╭─ Input material

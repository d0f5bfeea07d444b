//! Chart shapes consumed by the charting front end.

use serde::Serialize;

use super::ChartType;

/// Output of a rendered chart, tagged with its `chart_type`.
#[derive(Debug, Clone, PartialEq, Serialize)]
#[serde(tag = "chart_type", rename_all = "lowercase")]
pub enum ChartOutput {
    Bar(CategoryChart),
    Line(CategoryChart),
    Pie(PieChart),
    Scatter(ScatterChart),
}

impl ChartOutput {
    pub fn chart_type(&self) -> ChartType {
        match self {
            ChartOutput::Bar(_) => ChartType::Bar,
            ChartOutput::Line(_) => ChartType::Line,
            ChartOutput::Pie(_) => ChartType::Pie,
            ChartOutput::Scatter(_) => ChartType::Scatter,
        }
    }
}

/// Categories along the x axis, one value per category in every series.
#[derive(Debug, Clone, PartialEq, Serialize)]
pub struct CategoryChart {
    pub categories: Vec<String>,
    pub series: Vec<Series>,
}

#[derive(Debug, Clone, PartialEq, Serialize)]
pub struct Series {
    pub name: String,
    pub data: Vec<f64>,
    #[serde(rename = "type")]
    pub kind: ChartType,
}

#[derive(Debug, Clone, PartialEq, Serialize)]
pub struct PieChart {
    pub data: Vec<PieSlice>,
}

#[derive(Debug, Clone, PartialEq, Serialize)]
pub struct PieSlice {
    pub name: String,
    pub value: f64,
}

#[derive(Debug, Clone, PartialEq, Serialize)]
pub struct ScatterChart {
    pub series: Vec<ScatterSeries>,
}

/// Points as `[x, y]` pairs.
#[derive(Debug, Clone, PartialEq, Serialize)]
pub struct ScatterSeries {
    pub name: String,
    pub data: Vec<[f64; 2]>,
    #[serde(rename = "type")]
    pub kind: ChartType,
}
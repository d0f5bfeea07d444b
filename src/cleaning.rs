//! Normalize a raw table into its clean form.
//!
//! Steps, in order:
//!
//! 1. drop rows where every cell is null
//! 2. drop columns where every cell is null
//! 3. for every column that is not uniformly numeric, boolean or date/time, replace each cell by
//!    its trimmed string form, blank strings becoming null
//!
//! Step 3 can empty a row or column that only held whitespace, so steps 1 and 2 run once more.
//! A table without rows after cleaning is an error, never an empty success.

use tracing::debug;

use crate::error::{IngestionError, IngestionResult};
use crate::types::{DataType, Table, Value};

/// Clean `raw`. Deterministic and pure.
pub fn clean_table(raw: Table) -> IngestionResult<Table> {
    let (before_rows, before_cols) = (raw.row_count(), raw.column_count());

    let mut table = drop_empty_columns(drop_empty_rows(raw));
    let touched = normalize_text_columns(&mut table);
    if touched {
        table = drop_empty_columns(drop_empty_rows(table));
    }

    debug!(
        rows_dropped = before_rows - table.row_count(),
        columns_dropped = before_cols - table.column_count(),
        "cleaned table"
    );

    if table.row_count() == 0 || table.column_count() == 0 {
        return Err(IngestionError::EmptyTable);
    }
    Ok(table)
}

fn drop_empty_rows(mut table: Table) -> Table {
    table.rows.retain(|row| row.iter().any(|v| !v.is_null()));
    table
}

fn drop_empty_columns(table: Table) -> Table {
    let keep: Vec<bool> = (0..table.column_count())
        .map(|idx| table.column_values(idx).any(|v| !v.is_null()))
        .collect();
    if keep.iter().all(|k| *k) {
        return table;
    }

    let columns = table
        .columns
        .into_iter()
        .zip(keep.iter())
        .filter_map(|(c, k)| k.then_some(c))
        .collect();
    let rows = table
        .rows
        .into_iter()
        .map(|row| {
            row.into_iter()
                .zip(keep.iter())
                .filter_map(|(v, k)| k.then_some(v))
                .collect()
        })
        .collect();
    Table::new(columns, rows)
}

/// Returns `true` when at least one cell became null.
fn normalize_text_columns(table: &mut Table) -> bool {
    let text_columns: Vec<usize> = (0..table.column_count())
        .filter(|&idx| table.column_type(idx) == DataType::Utf8)
        .collect();

    let mut nulled = false;
    for row in &mut table.rows {
        for &idx in &text_columns {
            let cell = &mut row[idx];
            if cell.is_null() {
                continue;
            }
            let s = cell.to_string();
            let trimmed = s.trim();
            *cell = if trimmed.is_empty() {
                nulled = true;
                Value::Null
            } else {
                Value::Utf8(trimmed.to_string())
            };
        }
    }
    nulled
}
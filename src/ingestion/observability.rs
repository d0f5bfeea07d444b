use std::fmt;
use std::path::PathBuf;
use std::sync::Arc;

use crate::error::IngestionError;

use super::unified::IngestionFormat;

/// Severity classification used for observer callbacks and alerting thresholds.
#[derive(Debug, Clone, Copy, PartialEq, Eq, PartialOrd, Ord)]
pub enum IngestionSeverity {
    /// Informational event.
    Info,
    /// Warning-level event (non-fatal).
    Warning,
    /// Error-level event (operation failed).
    Error,
    /// Critical error (typically I/O or other infrastructure failures).
    Critical,
}

impl IngestionSeverity {
    /// Severity of a failed ingestion. I/O anywhere in the error is critical.
    pub fn for_error(e: &IngestionError) -> Self {
        if e.is_content_error() {
            IngestionSeverity::Error
        } else {
            IngestionSeverity::Critical
        }
    }
}

/// Pipeline step an event belongs to.
#[derive(Debug, Clone, Copy, PartialEq, Eq)]
pub enum IngestionStage {
    /// Reading bytes into a raw table.
    Read,
    /// Cleaning the raw table.
    Clean,
}

/// Context about an ingestion attempt.
#[derive(Debug, Clone)]
pub struct IngestionContext {
    /// The input path used for ingestion.
    pub path: PathBuf,
    /// Format that produced the table; `None` when every reader failed.
    pub format: Option<IngestionFormat>,
    /// Last step reached.
    pub stage: IngestionStage,
}

/// Minimal stats reported on successful ingestion.
#[derive(Debug, Clone, Copy, PartialEq, Eq)]
pub struct IngestionStats {
    /// Number of ingested rows.
    pub rows: usize,
    /// Number of ingested columns.
    pub columns: usize,
}

/// Observer interface for ingestion outcomes.
///
/// Every ingestion ends in exactly one `on_success` or `on_failure`. Reading on its own
/// ([`super::ingest_from_path`]) ends at [`IngestionStage::Read`]; a
/// [`crate::Dashboard`] ingestion ends at [`IngestionStage::Clean`] and reports the clean table's
/// shape, with [`Self::on_cleaned`] called just before `on_success`.
pub trait IngestionObserver: Send + Sync {
    /// Called when ingestion succeeds.
    fn on_success(&self, _ctx: &IngestionContext, _stats: IngestionStats) {}

    /// Called once cleaning has accepted a raw table.
    fn on_cleaned(&self, _ctx: &IngestionContext, _raw: IngestionStats, _clean: IngestionStats) {}

    /// Called when ingestion fails.
    fn on_failure(
        &self,
        _ctx: &IngestionContext,
        _severity: IngestionSeverity,
        _error: &IngestionError,
    ) {
    }

    /// Called when an ingestion failure meets an alert threshold.
    ///
    /// Default behavior forwards to [`Self::on_failure`].
    fn on_alert(
        &self,
        ctx: &IngestionContext,
        severity: IngestionSeverity,
        error: &IngestionError,
    ) {
        self.on_failure(ctx, severity, error)
    }
}

/// An observer that fans out callbacks to a list of observers.
#[derive(Default)]
pub struct CompositeObserver {
    observers: Vec<Arc<dyn IngestionObserver>>,
}

impl CompositeObserver {
    /// Create a new composite observer from a list of observers.
    pub fn new(observers: Vec<Arc<dyn IngestionObserver>>) -> Self {
        Self { observers }
    }
}

impl fmt::Debug for CompositeObserver {
    fn fmt(&self, f: &mut fmt::Formatter<'_>) -> fmt::Result {
        f.debug_struct("CompositeObserver")
            .field("observers_len", &self.observers.len())
            .finish()
    }
}

impl IngestionObserver for CompositeObserver {
    fn on_success(&self, ctx: &IngestionContext, stats: IngestionStats) {
        for o in &self.observers {
            o.on_success(ctx, stats);
        }
    }

    fn on_cleaned(&self, ctx: &IngestionContext, raw: IngestionStats, clean: IngestionStats) {
        for o in &self.observers {
            o.on_cleaned(ctx, raw, clean);
        }
    }

    fn on_failure(
        &self,
        ctx: &IngestionContext,
        severity: IngestionSeverity,
        error: &IngestionError,
    ) {
        for o in &self.observers {
            o.on_failure(ctx, severity, error);
        }
    }

    fn on_alert(
        &self,
        ctx: &IngestionContext,
        severity: IngestionSeverity,
        error: &IngestionError,
    ) {
        for o in &self.observers {
            o.on_alert(ctx, severity, error);
        }
    }
}

/// Forwards ingestion events to `tracing`.
#[derive(Debug, Default)]
pub struct TracingObserver;

impl IngestionObserver for TracingObserver {
    fn on_success(&self, ctx: &IngestionContext, stats: IngestionStats) {
        tracing::info!(
            format = ?ctx.format,
            stage = ?ctx.stage,
            path = %ctx.path.display(),
            rows = stats.rows,
            columns = stats.columns,
            "ingest ok"
        );
    }

    fn on_cleaned(&self, ctx: &IngestionContext, raw: IngestionStats, clean: IngestionStats) {
        tracing::debug!(
            path = %ctx.path.display(),
            rows_dropped = raw.rows.saturating_sub(clean.rows),
            columns_dropped = raw.columns.saturating_sub(clean.columns),
            "cleaned"
        );
    }

    fn on_failure(
        &self,
        ctx: &IngestionContext,
        severity: IngestionSeverity,
        error: &IngestionError,
    ) {
        tracing::warn!(
            ?severity,
            stage = ?ctx.stage,
            format = ?ctx.format,
            path = %ctx.path.display(),
            %error,
            "ingest failed"
        );
    }

    fn on_alert(
        &self,
        ctx: &IngestionContext,
        severity: IngestionSeverity,
        error: &IngestionError,
    ) {
        tracing::error!(
            ?severity,
            stage = ?ctx.stage,
            format = ?ctx.format,
            path = %ctx.path.display(),
            %error,
            "ingest alert"
        );
    }
}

╰─

Work to complete ::
Where a line of the records holds the word "enum", copy that line.

Written response ::
pub enum ChartOutput {
pub enum IngestionSeverity {
pub enum IngestionStage {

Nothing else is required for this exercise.